• **PROBLEM TO WORK ON**:
Each line of the data below that includes the string "Clone" must be copied.

• **EXTRACTED MATERIAL**:

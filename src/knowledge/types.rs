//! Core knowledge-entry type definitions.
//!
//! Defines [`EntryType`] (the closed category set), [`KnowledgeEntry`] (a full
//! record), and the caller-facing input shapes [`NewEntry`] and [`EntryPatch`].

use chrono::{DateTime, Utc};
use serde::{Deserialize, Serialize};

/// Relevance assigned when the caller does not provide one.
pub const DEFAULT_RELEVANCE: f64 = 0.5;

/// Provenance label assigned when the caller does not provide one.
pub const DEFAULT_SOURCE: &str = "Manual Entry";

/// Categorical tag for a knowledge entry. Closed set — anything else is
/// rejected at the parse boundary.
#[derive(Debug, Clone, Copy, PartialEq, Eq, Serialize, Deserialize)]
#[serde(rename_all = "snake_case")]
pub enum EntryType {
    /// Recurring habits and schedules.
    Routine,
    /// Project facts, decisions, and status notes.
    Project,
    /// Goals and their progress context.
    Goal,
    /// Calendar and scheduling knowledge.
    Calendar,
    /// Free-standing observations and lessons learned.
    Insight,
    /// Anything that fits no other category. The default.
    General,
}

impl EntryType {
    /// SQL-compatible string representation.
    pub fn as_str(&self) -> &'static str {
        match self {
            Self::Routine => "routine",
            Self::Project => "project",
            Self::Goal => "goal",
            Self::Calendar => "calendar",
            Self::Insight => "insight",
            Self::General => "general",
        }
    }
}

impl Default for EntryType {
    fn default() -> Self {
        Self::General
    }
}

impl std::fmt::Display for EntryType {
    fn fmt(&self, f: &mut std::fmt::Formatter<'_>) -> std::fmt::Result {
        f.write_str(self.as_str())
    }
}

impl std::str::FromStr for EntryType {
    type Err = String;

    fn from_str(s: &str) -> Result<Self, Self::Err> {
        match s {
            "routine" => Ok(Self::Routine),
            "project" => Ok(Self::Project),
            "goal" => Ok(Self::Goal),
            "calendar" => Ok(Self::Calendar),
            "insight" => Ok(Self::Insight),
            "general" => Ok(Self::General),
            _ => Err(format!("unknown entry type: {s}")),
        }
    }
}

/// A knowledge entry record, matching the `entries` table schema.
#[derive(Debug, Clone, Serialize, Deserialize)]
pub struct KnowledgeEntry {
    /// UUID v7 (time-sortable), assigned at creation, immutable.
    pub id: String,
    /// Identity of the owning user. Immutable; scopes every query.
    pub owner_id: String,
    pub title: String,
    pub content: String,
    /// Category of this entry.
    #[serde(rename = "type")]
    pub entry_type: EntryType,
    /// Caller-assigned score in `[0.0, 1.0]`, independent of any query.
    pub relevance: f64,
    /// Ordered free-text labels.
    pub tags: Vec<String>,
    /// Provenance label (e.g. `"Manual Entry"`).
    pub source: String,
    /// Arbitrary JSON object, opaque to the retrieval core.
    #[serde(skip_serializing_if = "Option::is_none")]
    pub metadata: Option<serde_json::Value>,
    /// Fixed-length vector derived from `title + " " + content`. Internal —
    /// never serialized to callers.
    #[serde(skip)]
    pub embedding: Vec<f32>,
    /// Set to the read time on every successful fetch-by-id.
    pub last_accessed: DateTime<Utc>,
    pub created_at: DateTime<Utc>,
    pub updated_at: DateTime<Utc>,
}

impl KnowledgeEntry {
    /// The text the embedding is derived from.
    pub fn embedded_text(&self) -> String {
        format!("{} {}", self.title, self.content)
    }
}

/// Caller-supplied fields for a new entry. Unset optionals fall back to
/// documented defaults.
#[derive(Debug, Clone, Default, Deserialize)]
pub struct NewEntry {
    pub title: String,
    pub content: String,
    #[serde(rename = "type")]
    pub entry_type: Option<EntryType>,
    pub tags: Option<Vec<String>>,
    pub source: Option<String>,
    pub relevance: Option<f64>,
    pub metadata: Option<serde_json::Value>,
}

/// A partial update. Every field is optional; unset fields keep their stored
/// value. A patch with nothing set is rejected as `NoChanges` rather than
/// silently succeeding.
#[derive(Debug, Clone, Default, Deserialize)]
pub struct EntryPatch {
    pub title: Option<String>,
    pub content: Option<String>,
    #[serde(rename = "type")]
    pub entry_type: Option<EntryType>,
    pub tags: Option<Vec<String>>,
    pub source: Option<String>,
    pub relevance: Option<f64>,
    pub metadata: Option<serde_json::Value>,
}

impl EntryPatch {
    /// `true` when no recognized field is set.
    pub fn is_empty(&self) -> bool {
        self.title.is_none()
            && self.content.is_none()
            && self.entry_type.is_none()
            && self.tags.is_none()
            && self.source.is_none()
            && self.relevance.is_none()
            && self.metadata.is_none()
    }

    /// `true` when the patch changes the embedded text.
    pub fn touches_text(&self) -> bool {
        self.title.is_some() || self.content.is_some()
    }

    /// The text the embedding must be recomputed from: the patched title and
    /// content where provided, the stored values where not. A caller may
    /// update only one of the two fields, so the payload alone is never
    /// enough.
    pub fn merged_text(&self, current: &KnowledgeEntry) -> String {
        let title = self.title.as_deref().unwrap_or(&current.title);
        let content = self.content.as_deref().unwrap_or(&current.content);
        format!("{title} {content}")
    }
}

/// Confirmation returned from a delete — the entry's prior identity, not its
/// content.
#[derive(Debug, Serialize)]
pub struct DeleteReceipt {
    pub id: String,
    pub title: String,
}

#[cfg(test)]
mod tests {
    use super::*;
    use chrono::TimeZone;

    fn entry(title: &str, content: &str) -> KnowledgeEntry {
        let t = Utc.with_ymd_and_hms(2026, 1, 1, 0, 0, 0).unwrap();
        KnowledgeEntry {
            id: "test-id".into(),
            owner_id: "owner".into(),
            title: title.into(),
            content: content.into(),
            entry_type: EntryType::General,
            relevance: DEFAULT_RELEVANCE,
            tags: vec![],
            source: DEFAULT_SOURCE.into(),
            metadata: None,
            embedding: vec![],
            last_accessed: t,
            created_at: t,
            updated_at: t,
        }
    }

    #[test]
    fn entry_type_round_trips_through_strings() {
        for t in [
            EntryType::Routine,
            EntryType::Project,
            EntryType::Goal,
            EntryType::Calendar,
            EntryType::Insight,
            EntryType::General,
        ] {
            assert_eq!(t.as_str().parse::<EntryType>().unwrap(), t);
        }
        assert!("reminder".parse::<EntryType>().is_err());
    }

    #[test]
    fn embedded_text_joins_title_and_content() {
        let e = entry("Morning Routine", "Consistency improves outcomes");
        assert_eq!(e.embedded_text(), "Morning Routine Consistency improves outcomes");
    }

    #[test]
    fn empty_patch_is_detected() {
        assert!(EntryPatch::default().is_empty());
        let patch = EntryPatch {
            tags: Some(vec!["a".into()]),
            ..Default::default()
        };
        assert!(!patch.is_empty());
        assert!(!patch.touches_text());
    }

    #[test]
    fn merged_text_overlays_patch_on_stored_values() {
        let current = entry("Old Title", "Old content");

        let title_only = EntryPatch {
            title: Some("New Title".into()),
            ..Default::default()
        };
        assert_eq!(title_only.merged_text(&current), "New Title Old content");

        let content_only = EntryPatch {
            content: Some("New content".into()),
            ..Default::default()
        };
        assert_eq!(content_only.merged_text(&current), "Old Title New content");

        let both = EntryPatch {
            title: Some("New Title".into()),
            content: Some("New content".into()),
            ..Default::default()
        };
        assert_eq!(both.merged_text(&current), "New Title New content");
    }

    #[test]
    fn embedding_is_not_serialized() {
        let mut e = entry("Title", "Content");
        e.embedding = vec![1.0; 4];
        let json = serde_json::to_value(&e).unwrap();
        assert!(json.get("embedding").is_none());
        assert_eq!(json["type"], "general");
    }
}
---
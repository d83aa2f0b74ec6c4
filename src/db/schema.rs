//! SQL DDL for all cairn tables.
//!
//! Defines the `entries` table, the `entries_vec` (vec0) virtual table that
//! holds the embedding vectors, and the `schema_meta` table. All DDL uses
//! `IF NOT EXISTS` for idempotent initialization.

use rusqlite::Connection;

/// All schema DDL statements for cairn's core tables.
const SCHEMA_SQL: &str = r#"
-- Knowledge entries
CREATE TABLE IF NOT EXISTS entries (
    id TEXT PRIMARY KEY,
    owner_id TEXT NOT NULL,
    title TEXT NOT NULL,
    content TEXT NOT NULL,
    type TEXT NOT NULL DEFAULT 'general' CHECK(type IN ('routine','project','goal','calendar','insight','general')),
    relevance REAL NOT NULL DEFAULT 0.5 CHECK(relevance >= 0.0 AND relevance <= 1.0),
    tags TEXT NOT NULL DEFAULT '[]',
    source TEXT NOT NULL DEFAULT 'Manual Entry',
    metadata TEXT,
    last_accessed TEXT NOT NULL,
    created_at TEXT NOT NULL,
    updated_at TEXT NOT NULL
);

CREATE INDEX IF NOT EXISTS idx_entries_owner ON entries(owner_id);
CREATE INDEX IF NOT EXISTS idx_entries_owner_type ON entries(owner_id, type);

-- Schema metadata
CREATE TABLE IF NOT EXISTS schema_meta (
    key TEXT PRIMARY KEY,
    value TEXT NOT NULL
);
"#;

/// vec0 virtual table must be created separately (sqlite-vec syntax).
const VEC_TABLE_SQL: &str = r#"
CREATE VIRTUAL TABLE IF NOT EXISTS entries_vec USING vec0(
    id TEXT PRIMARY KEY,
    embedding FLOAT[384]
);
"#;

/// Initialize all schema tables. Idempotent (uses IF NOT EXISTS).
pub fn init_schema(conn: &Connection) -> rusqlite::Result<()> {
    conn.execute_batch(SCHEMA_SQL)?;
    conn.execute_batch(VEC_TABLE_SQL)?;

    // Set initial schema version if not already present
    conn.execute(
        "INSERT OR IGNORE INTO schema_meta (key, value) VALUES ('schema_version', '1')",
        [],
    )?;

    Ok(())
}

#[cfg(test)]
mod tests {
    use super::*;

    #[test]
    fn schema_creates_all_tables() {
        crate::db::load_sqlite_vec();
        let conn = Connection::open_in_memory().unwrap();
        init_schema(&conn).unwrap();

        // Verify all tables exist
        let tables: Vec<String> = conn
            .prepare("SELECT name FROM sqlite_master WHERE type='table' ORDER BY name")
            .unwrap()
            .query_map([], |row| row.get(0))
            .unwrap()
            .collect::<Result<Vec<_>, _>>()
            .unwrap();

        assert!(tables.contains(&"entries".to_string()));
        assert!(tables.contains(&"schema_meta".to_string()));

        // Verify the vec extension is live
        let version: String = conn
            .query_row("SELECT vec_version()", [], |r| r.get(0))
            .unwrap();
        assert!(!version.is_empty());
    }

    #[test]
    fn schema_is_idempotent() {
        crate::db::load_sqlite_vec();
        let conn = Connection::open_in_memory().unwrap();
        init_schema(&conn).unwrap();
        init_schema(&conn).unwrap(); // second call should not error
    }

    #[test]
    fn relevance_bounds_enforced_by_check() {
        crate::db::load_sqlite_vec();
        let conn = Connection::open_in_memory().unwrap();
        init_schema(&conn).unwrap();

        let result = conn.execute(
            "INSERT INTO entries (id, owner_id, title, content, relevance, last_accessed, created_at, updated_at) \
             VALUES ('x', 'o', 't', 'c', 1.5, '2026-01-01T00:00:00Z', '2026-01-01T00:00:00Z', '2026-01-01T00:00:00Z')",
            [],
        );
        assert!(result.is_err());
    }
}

• **SOLUTION FOR THIS TASK**:
#[derive(Debug, Clone, Copy, PartialEq, Eq, Serialize, Deserialize)]
#[derive(Debug, Clone, Serialize, Deserialize)]
#[derive(Debug, Clone, Default, Deserialize)]
#[derive(Debug, Clone, Default, Deserialize)]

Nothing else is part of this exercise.